Faster PostgreSQL Searches with Trigrams

July 12 Bullet_white By Greg Bullet_white Comments Comments

There's nothing quite like having a "tool-belt" full of tricks for getting the most performance out of your Rails app. This week, Rails Postgres Guru Greg Navis shares another powerful tip.

A few months ago, I was working on a project that had about 100,000 users. Each user could have multiple names, emails, phone numbers and addresses associated with his account. All these objects totaled to about 500,000 database rows. Customer support staff would search this dataset multiple times a day. One day, they started seeing timeouts.

In this article, I'll show you how I sped things up with the PostgreSQL trigram extension.

When to Use Trigrams

pg_trgm is a PostgreSQL extension providing simple fuzzy string matching. It's operational and conceptual overhead is much lower than that of PostgreSQL full-text search or a separate search engine. On top of that it can speed up LIKE, ILIKE, ~ and ~* with trigram indexes, a new index type added by the extension. The extension ships with PostgreSQL so you should be able to use it with most installations.

In general, pg_trgm can help when:

  1. You need fuzzy case-insensitive string matching.
  2. You want to speed up LIKE, ILIKE, ~ or ~*.
  3. You want to search for patterns that aren't left-anchored (e.g. %john%). Such patterns aren't supported by B-tree indexes.
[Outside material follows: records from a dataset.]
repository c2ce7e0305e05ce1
use opentelemetry::KeyValue;
use opentelemetry_otlp::WithExportConfig;
use opentelemetry_sdk::{Resource, runtime, trace as sdktrace};
use tracing_subscriber::{layer::SubscriberExt, util::SubscriberInitExt};

/// Install the global subscriber: env filter, flattened JSON logs, and an
/// OTLP span exporter when `otlp_endpoint` is given.
///
/// A failing exporter is reported on stderr and the service keeps logging
/// without span export.
pub fn init_tracing(service_name: &str, log_level: &str, otlp_endpoint: Option<&str>) {
    let env_filter = tracing_subscriber::EnvFilter::try_from_default_env()
        .unwrap_or_else(|_| tracing_subscriber::EnvFilter::new(log_level));

    let telemetry = otlp_endpoint.and_then(|endpoint| {
        let otlp_exporter = opentelemetry_otlp::new_exporter()
            .tonic()
            .with_endpoint(endpoint);

        match opentelemetry_otlp::new_pipeline()
            .tracing()
            .with_exporter(otlp_exporter)
            .with_trace_config(sdktrace::config().with_resource(Resource::new(vec![
                KeyValue::new("service.name", service_name.to_string()),
            ])))
            .install_batch(runtime::Tokio)
        {
            Ok(tracer) => Some(tracing_opentelemetry::layer().with_tracer(tracer)),
            Err(e) => {
                eprintln!(
                    "Failed to initialize OTLP tracer for service '{}' at endpoint '{}': {}",
                    service_name, endpoint, e
                );
                None
            }
        }
    });

    tracing_subscriber::registry()
        .with(env_filter)
        .with(telemetry)
        .with(
            tracing_subscriber::fmt::layer()
                .with_file(true)
                .with_line_number(true)
                .json()
                .flatten_event(true),
        )
        .init();
}
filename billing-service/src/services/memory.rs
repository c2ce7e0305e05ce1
//! In-memory store for local development and tests.

use async_trait::async_trait;
use service_core::error::AppError;
use std::collections::HashMap;
use std::sync::Mutex;
use uuid::Uuid;

use crate::models::{Billable, Subscription};
use crate::services::store::{BillableStore, SubscriptionStore};

/// Keeps owners and subscriptions in process memory.
pub struct InMemoryStore<B> {
    billables: Mutex<HashMap<Uuid, B>>,
    subscriptions: Mutex<HashMap<Uuid, Subscription>>,
}

impl<B> Default for InMemoryStore<B> {
    fn default() -> Self {
        Self {
            billables: Mutex::new(HashMap::new()),
            subscriptions: Mutex::new(HashMap::new()),
        }
    }
}

fn poisoned() -> AppError {
    AppError::InternalError(anyhow::anyhow!("in-memory store lock poisoned"))
}

impl<B: Billable> InMemoryStore<B> {
    pub fn new() -> Self {
        Self::default()
    }

    /// Seed an owner without going through the billing service.
    pub fn insert_billable(&self, billable: B) -> Result<(), AppError> {
        self.billables
            .lock()
            .map_err(|_| poisoned())?
            .insert(billable.billable_id(), billable);
        Ok(())
    }

    pub fn subscription_count(&self) -> usize {
        self.subscriptions
            .lock()
            .map(|subscriptions| subscriptions.len())
            .unwrap_or_default()
    }
}

#[async_trait]
impl<B: Billable> BillableStore<B> for InMemoryStore<B> {
    async fn get_billable(&self, billable_id: Uuid) -> Result<Option<B>, AppError> {
        let billables = self.billables.lock().map_err(|_| poisoned())?;
        Ok(billables.get(&billable_id).cloned())
    }

    async fn save_billable(&self, billable: &B) -> Result<(), AppError> {
        self.billables
            .lock()
            .map_err(|_| poisoned())?
            .insert(billable.billable_id(), billable.clone());
        Ok(())
    }
}

#[async_trait]
impl<B: Billable> SubscriptionStore for InMemoryStore<B> {
    async fn create_subscription(&self, subscription: &Subscription) -> Result<(), AppError> {
        let mut subscriptions = self.subscriptions.lock().map_err(|_| poisoned())?;
        if subscriptions.contains_key(&subscription.subscription_id) {
            return Err(AppError::Conflict(anyhow::anyhow!(
                "Subscription {} already exists",
                subscription.subscription_id
            )));
        }
        subscriptions.insert(subscription.subscription_id, subscription.clone());
        Ok(())
    }

    async fn get_subscription(
        &self,
        subscription_id: Uuid,
    ) -> Result<Option<Subscription>, AppError> {
        let subscriptions = self.subscriptions.lock().map_err(|_| poisoned())?;
        Ok(subscriptions.get(&subscription_id).cloned())
    }

    async fn save_subscription(&self, subscription: &Subscription) -> Result<(), AppError> {
        let mut subscriptions = self.subscriptions.lock().map_err(|_| poisoned())?;
        match subscriptions.get_mut(&subscription.subscription_id) {
            Some(existing) => {
                *existing = subscription.clone();
                Ok(())
            }
            None => Err(AppError::NotFound(anyhow::anyhow!(
                "Subscription {} not found",
                subscription.subscription_id
            ))),
        }
    }

    async fn list_subscriptions(&self, owner_id: Uuid) -> Result<Vec<Subscription>, AppError> {
        let subscriptions = self.subscriptions.lock().map_err(|_| poisoned())?;
        let mut owned: Vec<Subscription> = subscriptions
            .values()
            .filter(|subscription| subscription.owner_id == owner_id)
            .cloned()
            .collect();
        owned.sort_by(|a, b| {
            b.created_at
                .cmp(&a.created_at)
                .then_with(|| b.subscription_id.cmp(&a.subscription_id))
        });
        Ok(owned)
    }
}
In this article, we'll cover cases 2 and 3.

A Bit of Trigram Theory

A trigram is a sequence of three consecutive characters in a string. For example, the trigrams of Rails are Rai, ail, and ils. PostgreSQL splits a string into words and determines trigrams for each word separately. It also normalizes the word by downcasing it, prefixing two spaces and suffixing one. Non-alphanumeric characters are considered to be word boundaries. Note that downcasing makes trigrams case-insensitive.
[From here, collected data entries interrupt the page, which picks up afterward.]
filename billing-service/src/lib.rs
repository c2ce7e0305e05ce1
//! Subscription billing on top of a remote payment gateway.
//!
//! Owners implement [`models::Billable`]; [`services::BillingService`] runs
//! customer, card, charge and invoice operations for them, and
//! [`services::SubscriptionService`] drives subscription transitions.

pub mod config;
pub mod error;
pub mod gateway;
pub mod handlers;
pub mod models;
pub mod services;
pub mod startup;

pub use error::{BillingError, BillingResult};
Let's illustrate these rules with two examples:

  1. Rails is turned into rails thus the trigrams are r, ra, rai, ail, ils, and ls.
  2. Ruby|Rails consists of two words, Ruby and Rails, that are handled separately. Ruby is normalized to ruby and its trigrams are r, ru, rub, uby, by. The trigrams of the whole string are the sum of the trigrams of Ruby and Rails.
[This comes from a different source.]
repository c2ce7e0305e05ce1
pub mod metrics;
pub mod tracing;

pub use metrics::metrics_middleware;
pub use tracing::{REQUEST_ID_HEADER, request_id_middleware};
An index stores order values extracted from a column along with a pointer to the row the value was extracted from (this is a simplistic model but good enough for our case). A trigram index is similar but stores trigrams extracted from a value instead of the value itself. A single row in the table can have multiple index entires, one for each trigram. For example:

ID first_name last_name
1 James Watt
2 Isaac Newton
3 Simon Newcomb

A trigram index on last_name looks like this:

Trigram of last_name Row ID
att2
com3
ewc3
ewt2
new2
new3
omb3
ton2
wat1
wco3
wto2

PostgreSQL can use this index to find all rows where last_name contains a given trigram or trigrams.

Creating Trigram Indexes in PostgreSQL

Using trigram indexes is a two-step operation. First, we need to active the pg_trgm extension:

CREATE EXTENSION pg_trgm;

Second, we need to create an index. In our case, to index customer_names.last_name, we need to issue:

CREATE INDEX customer_names_on_last_name_idx ON customer_names USING GIN(last_name gin_trgm_ops);

This command can be read as:

  1. Create an index named customer_names_on_last_name_idx ...
  2. on table customer_names ...
  3. using the GIN index type ...
  4. on column last_name ...
  5. using GIN trigram operators.

There are two trigram index types: GIN and GiST. GIN is faster to read but slower to write. GiST is faster to write but slower to read and is smaller on disk. Choose the right type depending on the trade-offs your app is facing. Similarly, there are two operator classes: gin_trgm_ops (for GIN) and gist_trgm_ops (for GiST). They tell PostgreSQL how an operator (e.g. LIKE) can use the index. These operator classes support LIKE, ILIKE (case-insensitive matches), ~ (case-sensitive regular expressions), and ~* (case-insensitive regular expressions).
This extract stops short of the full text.